## [Task item]
Find all lines below containing the string "bytes" and return them.

[Material to process Boundary: Start]

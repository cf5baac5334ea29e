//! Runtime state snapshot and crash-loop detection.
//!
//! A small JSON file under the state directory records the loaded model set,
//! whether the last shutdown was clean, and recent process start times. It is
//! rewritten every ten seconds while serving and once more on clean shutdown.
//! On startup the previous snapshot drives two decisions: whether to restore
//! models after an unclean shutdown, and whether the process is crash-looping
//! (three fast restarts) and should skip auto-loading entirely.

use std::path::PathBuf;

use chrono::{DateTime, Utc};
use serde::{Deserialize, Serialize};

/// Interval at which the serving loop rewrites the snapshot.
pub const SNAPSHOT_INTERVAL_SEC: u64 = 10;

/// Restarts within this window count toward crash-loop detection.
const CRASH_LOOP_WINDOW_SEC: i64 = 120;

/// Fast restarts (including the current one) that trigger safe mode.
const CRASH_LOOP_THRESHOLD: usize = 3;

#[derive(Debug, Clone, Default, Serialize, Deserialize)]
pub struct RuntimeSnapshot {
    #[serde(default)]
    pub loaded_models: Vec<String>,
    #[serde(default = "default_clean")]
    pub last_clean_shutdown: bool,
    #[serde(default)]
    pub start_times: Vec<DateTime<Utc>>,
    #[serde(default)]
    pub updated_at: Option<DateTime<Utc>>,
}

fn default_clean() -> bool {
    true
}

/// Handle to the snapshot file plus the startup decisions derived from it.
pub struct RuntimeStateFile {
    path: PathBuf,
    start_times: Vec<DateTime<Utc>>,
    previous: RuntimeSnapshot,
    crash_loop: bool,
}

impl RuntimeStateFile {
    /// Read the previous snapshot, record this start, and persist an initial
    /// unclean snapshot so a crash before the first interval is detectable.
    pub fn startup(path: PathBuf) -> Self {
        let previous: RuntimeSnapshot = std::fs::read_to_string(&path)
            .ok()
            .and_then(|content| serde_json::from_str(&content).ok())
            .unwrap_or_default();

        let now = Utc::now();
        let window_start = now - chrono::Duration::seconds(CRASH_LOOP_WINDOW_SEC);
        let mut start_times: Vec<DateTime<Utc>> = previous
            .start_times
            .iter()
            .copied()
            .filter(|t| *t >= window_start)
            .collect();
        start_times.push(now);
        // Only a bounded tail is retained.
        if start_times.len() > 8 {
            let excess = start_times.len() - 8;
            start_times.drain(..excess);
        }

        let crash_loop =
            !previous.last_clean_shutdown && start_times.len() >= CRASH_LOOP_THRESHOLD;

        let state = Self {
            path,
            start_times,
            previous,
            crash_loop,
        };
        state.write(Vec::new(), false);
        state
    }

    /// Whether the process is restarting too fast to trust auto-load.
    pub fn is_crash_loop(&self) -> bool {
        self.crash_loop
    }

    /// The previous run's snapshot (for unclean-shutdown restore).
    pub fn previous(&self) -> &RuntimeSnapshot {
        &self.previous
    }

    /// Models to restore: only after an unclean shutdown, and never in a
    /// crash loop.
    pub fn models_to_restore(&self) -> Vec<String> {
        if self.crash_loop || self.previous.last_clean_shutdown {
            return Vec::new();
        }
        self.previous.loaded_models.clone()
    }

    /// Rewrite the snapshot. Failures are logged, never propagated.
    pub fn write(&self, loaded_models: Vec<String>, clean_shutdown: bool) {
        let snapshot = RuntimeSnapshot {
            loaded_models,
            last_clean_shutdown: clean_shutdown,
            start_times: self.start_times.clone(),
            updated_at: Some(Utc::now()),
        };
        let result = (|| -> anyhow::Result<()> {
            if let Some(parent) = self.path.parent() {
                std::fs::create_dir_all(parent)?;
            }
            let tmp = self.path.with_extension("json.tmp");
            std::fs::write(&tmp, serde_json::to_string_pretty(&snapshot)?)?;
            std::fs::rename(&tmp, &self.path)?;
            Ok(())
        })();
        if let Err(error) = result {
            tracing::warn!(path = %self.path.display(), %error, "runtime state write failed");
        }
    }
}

[Material to process Boundary: End]
[Material to process Boundary: Start]

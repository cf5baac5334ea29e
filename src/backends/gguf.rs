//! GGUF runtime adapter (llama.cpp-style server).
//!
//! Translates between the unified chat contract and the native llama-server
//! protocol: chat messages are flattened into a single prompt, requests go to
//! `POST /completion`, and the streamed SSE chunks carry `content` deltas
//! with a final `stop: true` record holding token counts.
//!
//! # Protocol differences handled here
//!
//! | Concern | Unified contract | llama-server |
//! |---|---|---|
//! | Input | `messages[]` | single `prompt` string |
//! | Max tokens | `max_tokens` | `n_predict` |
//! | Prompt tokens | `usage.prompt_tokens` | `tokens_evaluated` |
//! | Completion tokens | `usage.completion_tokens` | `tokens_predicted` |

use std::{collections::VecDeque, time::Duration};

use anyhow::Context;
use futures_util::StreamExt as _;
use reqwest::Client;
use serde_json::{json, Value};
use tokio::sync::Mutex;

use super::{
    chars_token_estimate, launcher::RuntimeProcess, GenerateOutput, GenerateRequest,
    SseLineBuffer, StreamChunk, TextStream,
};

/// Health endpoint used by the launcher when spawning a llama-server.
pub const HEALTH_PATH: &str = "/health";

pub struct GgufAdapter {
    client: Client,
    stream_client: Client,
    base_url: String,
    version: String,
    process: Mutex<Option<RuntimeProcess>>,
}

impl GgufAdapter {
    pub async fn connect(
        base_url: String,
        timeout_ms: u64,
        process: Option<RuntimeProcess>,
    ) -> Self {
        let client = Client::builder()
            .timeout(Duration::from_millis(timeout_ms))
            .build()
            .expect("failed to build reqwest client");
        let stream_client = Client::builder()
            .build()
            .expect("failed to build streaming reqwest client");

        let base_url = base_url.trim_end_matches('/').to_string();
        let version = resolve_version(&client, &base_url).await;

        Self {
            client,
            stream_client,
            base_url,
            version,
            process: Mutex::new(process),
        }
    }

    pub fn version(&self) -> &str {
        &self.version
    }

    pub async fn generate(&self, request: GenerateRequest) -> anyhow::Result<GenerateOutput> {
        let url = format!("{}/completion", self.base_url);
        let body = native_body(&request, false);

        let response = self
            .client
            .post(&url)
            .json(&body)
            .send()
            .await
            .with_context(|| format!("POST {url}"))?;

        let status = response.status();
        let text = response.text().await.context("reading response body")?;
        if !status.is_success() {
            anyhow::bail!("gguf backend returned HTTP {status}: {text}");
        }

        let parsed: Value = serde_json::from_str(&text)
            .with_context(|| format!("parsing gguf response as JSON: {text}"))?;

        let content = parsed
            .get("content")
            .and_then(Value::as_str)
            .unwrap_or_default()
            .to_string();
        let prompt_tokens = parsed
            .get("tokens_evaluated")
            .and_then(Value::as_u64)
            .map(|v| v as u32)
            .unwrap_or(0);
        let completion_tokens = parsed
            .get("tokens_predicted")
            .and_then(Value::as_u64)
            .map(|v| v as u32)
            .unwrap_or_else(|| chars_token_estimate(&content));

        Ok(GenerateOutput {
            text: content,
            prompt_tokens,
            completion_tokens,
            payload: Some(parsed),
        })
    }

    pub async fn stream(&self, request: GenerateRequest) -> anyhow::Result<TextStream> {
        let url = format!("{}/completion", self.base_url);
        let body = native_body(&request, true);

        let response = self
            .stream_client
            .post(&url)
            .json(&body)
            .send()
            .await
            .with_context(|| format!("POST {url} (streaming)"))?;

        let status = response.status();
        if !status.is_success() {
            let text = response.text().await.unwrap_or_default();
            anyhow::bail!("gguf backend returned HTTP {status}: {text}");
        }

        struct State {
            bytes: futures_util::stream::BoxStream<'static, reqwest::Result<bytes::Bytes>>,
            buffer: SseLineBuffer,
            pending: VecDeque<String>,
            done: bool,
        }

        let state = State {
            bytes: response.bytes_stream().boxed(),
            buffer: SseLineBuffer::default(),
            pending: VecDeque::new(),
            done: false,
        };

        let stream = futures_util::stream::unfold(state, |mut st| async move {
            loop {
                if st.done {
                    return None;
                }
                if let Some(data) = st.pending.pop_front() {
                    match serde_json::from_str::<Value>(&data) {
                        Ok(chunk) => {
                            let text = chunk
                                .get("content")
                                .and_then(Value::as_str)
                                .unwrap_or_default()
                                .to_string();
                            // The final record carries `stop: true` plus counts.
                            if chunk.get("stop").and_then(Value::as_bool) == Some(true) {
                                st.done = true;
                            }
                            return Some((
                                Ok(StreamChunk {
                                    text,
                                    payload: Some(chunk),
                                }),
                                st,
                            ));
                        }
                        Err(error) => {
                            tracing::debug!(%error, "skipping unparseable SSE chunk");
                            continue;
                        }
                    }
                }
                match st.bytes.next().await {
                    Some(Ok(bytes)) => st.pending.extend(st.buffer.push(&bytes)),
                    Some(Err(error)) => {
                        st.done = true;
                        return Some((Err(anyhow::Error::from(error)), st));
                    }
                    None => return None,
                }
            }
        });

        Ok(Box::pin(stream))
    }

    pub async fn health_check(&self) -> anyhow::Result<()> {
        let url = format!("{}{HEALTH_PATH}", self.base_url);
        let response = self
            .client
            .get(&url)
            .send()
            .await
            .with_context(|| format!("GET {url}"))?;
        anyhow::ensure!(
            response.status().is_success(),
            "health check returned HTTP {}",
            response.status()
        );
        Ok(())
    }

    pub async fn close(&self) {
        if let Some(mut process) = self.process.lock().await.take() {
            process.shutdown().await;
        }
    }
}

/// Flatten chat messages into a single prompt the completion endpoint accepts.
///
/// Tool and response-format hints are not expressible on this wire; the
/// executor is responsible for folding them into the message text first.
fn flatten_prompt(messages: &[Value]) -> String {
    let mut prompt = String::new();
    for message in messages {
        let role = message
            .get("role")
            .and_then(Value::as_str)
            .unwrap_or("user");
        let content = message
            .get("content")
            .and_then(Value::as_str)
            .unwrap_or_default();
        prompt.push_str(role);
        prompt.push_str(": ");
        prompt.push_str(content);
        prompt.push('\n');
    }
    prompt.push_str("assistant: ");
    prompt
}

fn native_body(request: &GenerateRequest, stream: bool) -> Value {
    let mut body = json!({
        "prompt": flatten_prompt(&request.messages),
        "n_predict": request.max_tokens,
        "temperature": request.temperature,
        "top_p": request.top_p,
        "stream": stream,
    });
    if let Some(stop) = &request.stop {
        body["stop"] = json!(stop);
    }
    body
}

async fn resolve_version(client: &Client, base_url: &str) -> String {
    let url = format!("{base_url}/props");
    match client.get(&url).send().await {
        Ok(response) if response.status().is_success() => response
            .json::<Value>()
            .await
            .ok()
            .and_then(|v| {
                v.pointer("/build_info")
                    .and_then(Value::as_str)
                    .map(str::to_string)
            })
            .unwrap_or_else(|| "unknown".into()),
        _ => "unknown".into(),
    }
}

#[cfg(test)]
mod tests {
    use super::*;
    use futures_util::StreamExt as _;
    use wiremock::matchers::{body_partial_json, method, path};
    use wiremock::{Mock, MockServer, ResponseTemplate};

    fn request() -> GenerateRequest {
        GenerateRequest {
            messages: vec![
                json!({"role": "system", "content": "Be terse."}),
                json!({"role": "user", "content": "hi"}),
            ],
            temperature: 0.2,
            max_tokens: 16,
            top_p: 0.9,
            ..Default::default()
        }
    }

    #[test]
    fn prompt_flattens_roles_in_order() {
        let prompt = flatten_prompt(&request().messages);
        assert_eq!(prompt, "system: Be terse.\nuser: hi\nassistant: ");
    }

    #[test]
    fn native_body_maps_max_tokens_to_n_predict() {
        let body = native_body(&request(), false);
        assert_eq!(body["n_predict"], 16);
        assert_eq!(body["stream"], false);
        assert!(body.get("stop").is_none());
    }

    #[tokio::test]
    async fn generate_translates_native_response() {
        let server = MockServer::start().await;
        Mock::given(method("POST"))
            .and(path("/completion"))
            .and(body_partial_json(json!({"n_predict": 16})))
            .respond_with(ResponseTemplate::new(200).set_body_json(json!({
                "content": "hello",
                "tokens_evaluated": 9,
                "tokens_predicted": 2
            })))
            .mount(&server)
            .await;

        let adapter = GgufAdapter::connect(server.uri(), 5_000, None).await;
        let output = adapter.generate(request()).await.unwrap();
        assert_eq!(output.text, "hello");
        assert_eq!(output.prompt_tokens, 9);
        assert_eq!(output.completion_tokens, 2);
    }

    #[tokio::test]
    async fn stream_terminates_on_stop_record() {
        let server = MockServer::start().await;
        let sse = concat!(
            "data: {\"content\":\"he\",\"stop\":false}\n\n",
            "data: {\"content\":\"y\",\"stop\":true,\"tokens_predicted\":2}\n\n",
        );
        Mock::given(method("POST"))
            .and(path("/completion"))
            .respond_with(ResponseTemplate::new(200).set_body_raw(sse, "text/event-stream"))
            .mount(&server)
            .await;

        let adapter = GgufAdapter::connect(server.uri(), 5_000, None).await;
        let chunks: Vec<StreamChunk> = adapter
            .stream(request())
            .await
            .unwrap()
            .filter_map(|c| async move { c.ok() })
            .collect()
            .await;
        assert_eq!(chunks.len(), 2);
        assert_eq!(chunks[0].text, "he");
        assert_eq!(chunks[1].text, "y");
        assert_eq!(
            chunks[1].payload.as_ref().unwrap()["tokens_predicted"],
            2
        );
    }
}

[Material to process Boundary: End]

## [Response to this task]
            bytes: futures_util::stream::BoxStream<'static, reqwest::Result<bytes::Bytes>>,
            bytes: response.bytes_stream().boxed(),
                match st.bytes.next().await {
                    Some(Ok(bytes)) => st.pending.extend(st.buffer.push(&bytes)),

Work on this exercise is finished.